I have a producer that pushes a bunch of bytes::Bytes (of variable sizes) onto a VecDeque. On the other end I want to take out, say, exactly 64K data (if available) at a time.

struct Queue {
  q: VecDeque<Bytes>
}
impl Queue {
  pub fn push(&mut self, buf: Bytes) { /* ... */ }

  /// Returns up to 64K data, if available.
  pub fn pull(&mut self) -> Option<Bytes> { /* ... */ }
}

Is it possible to take a bunch of Bytes buffers and merge them into a single Bytes, without copying the actual data? (I.e. chain the internal rope buffers).
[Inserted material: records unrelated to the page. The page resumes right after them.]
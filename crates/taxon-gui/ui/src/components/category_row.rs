use taxon_model::RowView;
use web_sys::HtmlInputElement;
use yew::{
  Callback,
  Html,
  NodeRef,
  Properties,
  TargetCast,
  function_component,
  html,
  use_effect_with,
  use_node_ref
};

use super::RowRef;

#[derive(Properties, PartialEq)]
pub struct CategoryRowProps {
  pub row:       RowView,
  pub on_edit:   Callback<RowRef>,
  pub on_delete: Callback<RowRef>,
  pub on_save:   Callback<RowRef>,
  pub on_cancel: Callback<RowRef>,
  pub on_draft:  Callback<String>
}

#[derive(Debug, Clone, Copy, PartialEq, Eq)]
pub enum RowKeyAction {
  Save,
  Cancel
}

/// Enter saves and Escape cancels while the row input has
/// focus.
pub fn row_key_action(
  key: &str
) -> Option<RowKeyAction> {
  match key {
    | "Enter" => Some(RowKeyAction::Save),
    | "Escape" => Some(RowKeyAction::Cancel),
    | _ => None
  }
}

#[function_component(CategoryRow)]
pub fn category_row(
  props: &CategoryRowProps
) -> Html {
  let input_ref = use_node_ref();
  let editing = props.row.is_editing();

  {
    let input_ref: NodeRef =
      input_ref.clone();
    use_effect_with(editing, move |editing| {
      if *editing
        && let Some(input) = input_ref
          .cast::<HtmlInputElement>()
      {
        let _ = input.focus();
        input.select();
      }
      || ()
    });
  }

  let row_ref: RowRef = (
    props.row.kind,
    props.row.id.clone()
  );

  if editing {
    let on_draft = props.on_draft.clone();
    let oninput =
      Callback::from(move |e: web_sys::InputEvent| {
        let input: HtmlInputElement =
          e.target_unchecked_into();
        on_draft.emit(input.value());
      });

    let onkeydown = {
      let on_save = props.on_save.clone();
      let on_cancel =
        props.on_cancel.clone();
      let row_ref = row_ref.clone();
      Callback::from(move |e: web_sys::KeyboardEvent| {
        match row_key_action(&e.key()) {
          | Some(RowKeyAction::Save) => {
            e.prevent_default();
            on_save.emit(row_ref.clone());
          }
          | Some(RowKeyAction::Cancel) => {
            e.stop_propagation();
            on_cancel.emit(row_ref.clone());
          }
          | None => {}
        }
      })
    };

    let on_save = {
      let on_save = props.on_save.clone();
      let row_ref = row_ref.clone();
      Callback::from(move |_: yew::MouseEvent| {
        on_save.emit(row_ref.clone())
      })
    };
    let on_cancel = {
      let on_cancel =
        props.on_cancel.clone();
      let row_ref = row_ref.clone();
      Callback::from(move |_: yew::MouseEvent| {
        on_cancel.emit(row_ref.clone())
      })
    };

    return html! {
        <tr class="editing" data-id={props.row.id.clone()} data-type={props.row.kind.as_key()}>
            <td>
                <input
                    ref={input_ref}
                    type="text"
                    class="category-name editing"
                    value={props.row.display_name().to_string()}
                    oninput={oninput}
                    onkeydown={onkeydown}
                />
            </td>
            <td>
                <div class="actions">
                    <button type="button" class="save-btn" onclick={on_save}>{ "Save" }</button>
                    <button type="button" class="cancel-btn" onclick={on_cancel}>{ "Cancel" }</button>
                </div>
            </td>
        </tr>
    };
  }

  let on_edit = {
    let on_edit = props.on_edit.clone();
    let row_ref = row_ref.clone();
    Callback::from(move |_: yew::MouseEvent| {
      on_edit.emit(row_ref.clone())
    })
  };
  let on_delete = {
    let on_delete = props.on_delete.clone();
    Callback::from(move |_: yew::MouseEvent| {
      on_delete.emit(row_ref.clone())
    })
  };

  html! {
      <tr data-id={props.row.id.clone()} data-type={props.row.kind.as_key()}>
          <td><span class="category-name">{ props.row.display_name() }</span></td>
          <td>
              <div class="actions">
                  <button type="button" class="edit-btn" onclick={on_edit}>{ "Edit" }</button>
                  <button type="button" class="delete-btn" onclick={on_delete}>{ "Delete" }</button>
              </div>
          </td>
      </tr>
  }
}

#[cfg(test)]
mod tests {
  use super::*;

  #[test]
  fn only_enter_and_escape_are_bound() {
    assert_eq!(
      row_key_action("Enter"),
      Some(RowKeyAction::Save)
    );
    assert_eq!(
      row_key_action("Escape"),
      Some(RowKeyAction::Cancel)
    );
    assert_eq!(row_key_action("a"), None);
    assert_eq!(row_key_action("Tab"), None);
  }
}
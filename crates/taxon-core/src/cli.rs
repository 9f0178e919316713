use std::ffi::OsString;
use std::io::IsTerminal;
use std::path::PathBuf;

use anyhow::anyhow;
use clap::{ArgAction, Parser};
use tracing::debug;
use tracing_subscriber::EnvFilter;

use crate::commands::{expand_command_abbrev, known_command_names};
use crate::config::Config;

#[derive(Debug, Clone)]
pub struct PreprocessedArgs {
    pub cleaned_args: Vec<OsString>,
    pub rc_overrides: Vec<(String, String)>,
}

#[derive(Debug, Clone)]
pub struct KeyVal {
    pub key: String,
    pub value: String,
}

impl std::str::FromStr for KeyVal {
    type Err = anyhow::Error;

    fn from_str(s: &str) -> Result<Self, Self::Err> {
        let (k, v) = s
            .split_once('=')
            .ok_or_else(|| anyhow!("expected KEY=VALUE, got: {s}"))?;
        Ok(Self {
            key: k.trim().to_string(),
            value: v.trim().to_string(),
        })
    }
}

#[derive(Parser, Debug, Clone)]
#[command(
    name = "taxon",
    version,
    about = "Manage the status and priority categories of a to-do dashboard",
    disable_help_subcommand = true,
    arg_required_else_help = false
)]
pub struct GlobalCli {
    #[arg(short = 'v', long = "verbose", action = ArgAction::Count)]
    pub verbose: u8,

    #[arg(short = 'q', long = "quiet", action = ArgAction::Count)]
    pub quiet: u8,

    #[arg(
        long = "rc",
        value_parser = clap::builder::ValueParser::new(|s: &str| s.parse::<KeyVal>()),
        action = ArgAction::Append
    )]
    pub rc_overrides: Vec<KeyVal>,

    #[arg(long = "taxonrc")]
    pub taxonrc: Option<PathBuf>,

    #[arg(long = "data")]
    pub data: Option<PathBuf>,

    /// Skip the delete confirmation prompt.
    #[arg(short = 'y', long = "yes")]
    pub yes: bool,

    #[arg(trailing_var_arg = true, allow_hyphen_values = true)]
    pub rest: Vec<OsString>,
}

pub fn init_tracing(verbose: u8, quiet: u8) -> anyhow::Result<()> {
    let default_level = if quiet >= 2 {
        "error"
    } else if quiet == 1 {
        "warn"
    } else if verbose >= 3 {
        "trace"
    } else if verbose == 2 {
        "debug"
    } else if verbose == 1 {
        "info"
    } else {
        "warn"
    };

    let env_filter = EnvFilter::try_from_default_env()
        .or_else(|_| EnvFilter::try_new(default_level))
        .map_err(|e| anyhow!("invalid RUST_LOG / log filter: {e}"))?;

    let init_result = tracing_subscriber::fmt()
        .with_env_filter(env_filter)
        .with_target(true)
        .with_level(true)
        .with_writer(std::io::stderr)
        .with_ansi(std::io::stderr().is_terminal())
        .try_init();

    if let Err(err) = init_result {
        debug!(error = %err, "tracing subscriber already set, continuing");
    }

    Ok(())
}

/// Pulls positional `rc.key=value` / `rc.key:value` overrides out of
/// the argument list before clap sees it.
#[tracing::instrument(skip_all)]
pub fn preprocess_args(raw: &[OsString]) -> anyhow::Result<PreprocessedArgs> {
    let mut cleaned = Vec::with_capacity(raw.len());
    let mut overrides: Vec<(String, String)> = Vec::new();

    let mut iter = raw.iter().cloned();
    if let Some(bin) = iter.next() {
        cleaned.push(bin);
    }

    for arg in iter {
        let s = arg.to_string_lossy();
        if let Some(rest) = s.strip_prefix("rc.") {
            let parsed = if let Some((k, v)) = rest.split_once('=') {
                Some((format!("rc.{k}"), v.to_string()))
            } else if let Some((k, v)) = rest.split_once(':') {
                Some((format!("rc.{k}"), v.to_string()))
            } else {
                None
            };

            if let Some((k, v)) = parsed {
                debug!(key = %k, value = %v, "captured positional rc override");
                overrides.push((k, v));
                continue;
            }
        }

        cleaned.push(arg);
    }

    Ok(PreprocessedArgs {
        cleaned_args: cleaned,
        rc_overrides: overrides,
    })
}

#[derive(Debug, Clone, PartialEq, Eq)]
pub struct Invocation {
    pub command: String,
    pub command_args: Vec<String>,
}

impl Invocation {
    #[tracing::instrument(skip(cfg, rest))]
    pub fn parse(cfg: &Config, rest: Vec<OsString>) -> anyhow::Result<Self> {
        let tokens: Vec<String> = rest
            .into_iter()
            .map(|arg| arg.to_string_lossy().to_string())
            .collect();

        let Some((first, args)) = tokens.split_first() else {
            let cmd = cfg
                .get("default.command")
                .unwrap_or_else(|| "list".to_string());
            debug!(command = %cmd, "no explicit command, using default");
            return Ok(Self {
                command: cmd,
                command_args: vec![],
            });
        };

        let known = known_command_names();
        let command = expand_command_abbrev(first, &known)
            .ok_or_else(|| anyhow!("unknown or ambiguous command: {first}"))?;
        debug!(token = %first, expanded = %command, "resolved command token");

        Ok(Self {
            command: command.to_string(),
            command_args: args.to_vec(),
        })
    }
}

#[cfg(test)]
mod tests {
    use super::*;

    fn os(args: &[&str]) -> Vec<OsString> {
        args.iter().map(OsString::from).collect()
    }

    #[test]
    fn positional_rc_overrides_are_extracted() {
        let pre = preprocess_args(&os(&["taxon", "rc.color=off", "list", "rc.confirmation:no"]))
            .expect("preprocess");
        assert_eq!(pre.cleaned_args, os(&["taxon", "list"]));
        assert_eq!(
            pre.rc_overrides,
            vec![
                ("rc.color".to_string(), "off".to_string()),
                ("rc.confirmation".to_string(), "no".to_string()),
            ]
        );
    }

    #[test]
    fn invocation_expands_abbreviations_and_defaults() {
        let cfg = Config::defaults();

        let inv = Invocation::parse(&cfg, os(&["ren", "status", "Completed", "Done"])).expect("parse");
        assert_eq!(inv.command, "rename");
        assert_eq!(inv.command_args, ["status", "Completed", "Done"]);

        let inv = Invocation::parse(&cfg, vec![]).expect("parse");
        assert_eq!(inv.command, "list");

        assert!(Invocation::parse(&cfg, os(&["frobnicate"])).is_err());
    }

    #[test]
    fn global_flags_parse() {
        let cli = GlobalCli::parse_from(os(&["taxon", "-vv", "--yes", "--rc", "color=off", "delete", "status", "x"]));
        assert_eq!(cli.verbose, 2);
        assert!(cli.yes);
        assert_eq!(cli.rc_overrides[0].key, "color");
        assert_eq!(cli.rest.len(), 3);
    }
}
I know I can simply return a Vec<Bytes>, but the end-goal is to use chunks_vectored() and then do a vectored write, so it would be convenient if all of this could be done in one pass.

You're not going to be able to vectorize reads/writes if you have discontiguous slices.
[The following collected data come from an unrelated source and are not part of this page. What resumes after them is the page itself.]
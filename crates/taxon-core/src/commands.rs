use std::io::{self, IsTerminal};

use anyhow::{Context, anyhow};
use chrono::Local;
use dialoguer::Confirm;
use taxon_model::{Category, CategoryKind, CategoryManager, KeyValueStore};
use tracing::{debug, info, instrument};

use crate::cli::Invocation;
use crate::config::Config;
use crate::render::Renderer;

pub fn known_command_names() -> Vec<&'static str> {
    vec![
        "list", "add", "rename", "delete", "search", "show", "_commands", "help", "version",
    ]
}

pub fn expand_command_abbrev<'a>(token: &'a str, known: &[&'a str]) -> Option<&'a str> {
    if known.contains(&token) {
        return Some(token);
    }

    let mut matches = known.iter().copied().filter(|name| name.starts_with(token));
    let first = matches.next()?;
    if matches.next().is_some() {
        None
    } else {
        Some(first)
    }
}

/// Per-run switches that do not live in the rc file.
#[derive(Debug, Clone, Copy, Default)]
pub struct RunOptions {
    pub assume_yes: bool,
}

#[instrument(skip(manager, cfg, renderer, inv))]
pub fn dispatch<S: KeyValueStore>(
    manager: &mut CategoryManager<S>,
    cfg: &Config,
    renderer: &mut Renderer,
    inv: Invocation,
    opts: RunOptions,
) -> anyhow::Result<()> {
    let command = inv.command.as_str();
    debug!(command, args = ?inv.command_args, "dispatching command");

    match command {
        "list" => cmd_list(manager, renderer, &inv.command_args),
        "add" => cmd_add(manager, renderer, &inv.command_args),
        "rename" => cmd_rename(manager, renderer, &inv.command_args),
        "delete" => cmd_delete(manager, cfg, renderer, &inv.command_args, opts),
        "search" => cmd_search(manager, renderer, &inv.command_args),
        "show" => cmd_show(cfg),
        "_commands" => cmd_commands(),
        "help" => cmd_help(),
        "version" => {
            println!("{}", env!("CARGO_PKG_VERSION"));
            Ok(())
        }
        other => Err(anyhow!("unknown command: {other}")),
    }
}

fn cmd_list<S: KeyValueStore>(
    manager: &CategoryManager<S>,
    renderer: &mut Renderer,
    args: &[String],
) -> anyhow::Result<()> {
    let kinds = match args.first() {
        Some(raw) => vec![raw.parse::<CategoryKind>()?],
        None => CategoryKind::all().to_vec(),
    };

    renderer.print_date_header(Local::now())?;
    for kind in kinds {
        renderer.print_category_table(kind, &manager.rows(kind, ""))?;
    }
    Ok(())
}

fn cmd_search<S: KeyValueStore>(
    manager: &CategoryManager<S>,
    renderer: &mut Renderer,
    args: &[String],
) -> anyhow::Result<()> {
    let query = args.join(" ");
    info!(query = %query, "command search");
    for kind in CategoryKind::all() {
        renderer.print_category_table(kind, &manager.rows(kind, &query))?;
    }
    Ok(())
}

fn cmd_add<S: KeyValueStore>(
    manager: &mut CategoryManager<S>,
    renderer: &mut Renderer,
    args: &[String],
) -> anyhow::Result<()> {
    info!("command add");
    let (kind, rest) = split_kind(args, "add <status|priority> <name>")?;
    let notice = manager.add(kind, &rest.join(" "))?;
    renderer.print_notice(&notice)
}

/// Runs a full edit session in one step: begin, set the draft, save.
/// A rejected save abandons the edit so nothing is left half-done.
fn cmd_rename<S: KeyValueStore>(
    manager: &mut CategoryManager<S>,
    renderer: &mut Renderer,
    args: &[String],
) -> anyhow::Result<()> {
    info!("command rename");
    let usage = "rename <status|priority> <id|name> <new name>";
    let (kind, rest) = split_kind(args, usage)?;
    let Some((target, new_name)) = rest.split_first() else {
        return Err(anyhow!("usage: {usage}"));
    };

    let id = resolve_id(manager, kind, target)?;
    manager.begin_edit(kind, &id)?;
    manager.update_draft(&new_name.join(" "))?;
    match manager.save_edit(kind, &id) {
        Ok(notice) => renderer.print_notice(&notice),
        Err(err) => {
            manager.cancel_all();
            Err(err.into())
        }
    }
}

fn cmd_delete<S: KeyValueStore>(
    manager: &mut CategoryManager<S>,
    cfg: &Config,
    renderer: &mut Renderer,
    args: &[String],
    opts: RunOptions,
) -> anyhow::Result<()> {
    info!("command delete");
    let (kind, rest) = split_kind(args, "delete <status|priority> <id|name>")?;
    let id = resolve_id(manager, kind, &rest.join(" "))?;

    let ask = !opts.assume_yes && cfg.get_bool("confirmation").unwrap_or(true);
    let mut prompt_error = None;
    let outcome = manager.delete(kind, &id, |category| {
        if !ask {
            return true;
        }
        match confirm_delete(category) {
            Ok(answer) => answer,
            Err(err) => {
                prompt_error = Some(err);
                false
            }
        }
    });

    if let Some(err) = prompt_error {
        return Err(err);
    }

    match outcome? {
        Some(notice) => renderer.print_notice(&notice),
        None => {
            println!("Nothing deleted.");
            Ok(())
        }
    }
}

fn cmd_show(cfg: &Config) -> anyhow::Result<()> {
    for (k, v) in cfg.iter() {
        println!("{k}={v}");
    }
    Ok(())
}

fn cmd_commands() -> anyhow::Result<()> {
    for command in known_command_names() {
        println!("{command}");
    }
    Ok(())
}

fn cmd_help() -> anyhow::Result<()> {
    println!("Commands:");
    println!("  list [status|priority]               show category tables");
    println!("  add <status|priority> <name>         add a category");
    println!("  rename <status|priority> <id|name> <new name>");
    println!("  delete <status|priority> <id|name>   delete after confirmation");
    println!("  search <text>                        filter both tables by name");
    println!("  show                                 print effective configuration");
    Ok(())
}

fn split_kind<'a>(args: &'a [String], usage: &str) -> anyhow::Result<(CategoryKind, &'a [String])> {
    let Some((kind, rest)) = args.split_first() else {
        return Err(anyhow!("usage: {usage}"));
    };
    if rest.is_empty() {
        return Err(anyhow!("usage: {usage}"));
    }
    Ok((kind.parse()?, rest))
}

fn resolve_id<S: KeyValueStore>(
    manager: &CategoryManager<S>,
    kind: CategoryKind,
    target: &str,
) -> anyhow::Result<String> {
    manager
        .resolve(kind, target)
        .map(|category| category.id.clone())
        .ok_or_else(|| anyhow!("no {kind} category matches {target:?}"))
}

fn confirm_delete(category: &Category) -> anyhow::Result<bool> {
    if !io::stdin().is_terminal() {
        return Err(anyhow!(
            "refusing to delete without confirmation on a non-interactive stdin; \
             pass --yes or rc.confirmation=off"
        ));
    }

    Confirm::new()
        .with_prompt(format!(
            "Are you sure you want to delete the category \"{}\"?",
            category.name
        ))
        .default(false)
        .interact()
        .context("failed to read confirmation")
}

#[cfg(test)]
mod tests {
    use super::*;

    #[test]
    fn abbreviations_must_be_unique() {
        let known = known_command_names();
        assert_eq!(expand_command_abbrev("del", &known), Some("delete"));
        assert_eq!(expand_command_abbrev("list", &known), Some("list"));
        assert_eq!(expand_command_abbrev("s", &known), None);
        assert_eq!(expand_command_abbrev("se", &known), Some("search"));
        assert_eq!(expand_command_abbrev("zzz", &known), None);
    }

    #[test]
    fn split_kind_requires_a_value() {
        let args = vec!["prio".to_string()];
        assert!(split_kind(&args, "usage").is_err());

        let args = vec!["prio".to_string(), "Low".to_string()];
        let (kind, rest) = split_kind(&args, "usage").expect("split");
        assert_eq!(kind, CategoryKind::Priority);
        assert_eq!(rest, ["Low"]);
    }
}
The Bytes type doesn't use ropes internally. It's essentially a smarter Arc<[u8]> where all the bytes are stored contiguously.

You'll probably want to make Queue::pull() return a custom wrapper that contains a Vec<Bytes> internally and give it a method to write to an impl std::io::Write using Write::write_vectored().

2 Likes

Interesting -- I don't know where I got the idea that it uses rope buffers internally, but I have believed it does for years.

I probably thought Bytes was akin to Apache's bucket brigades.

I'm genuinely confused by this -- I know that you know about IoSlice and write_vectored(), so I know I'm missing something here. Am I using "vectorized write" improperly?

Maybe they were thinking about how SIMD lets you vectorise operations, rather than write_vectored() and friends from std::io.

1 Like

I think you're right, a quick google of "vectorized write" seems to yield virtually exclusively SIMD related stuff.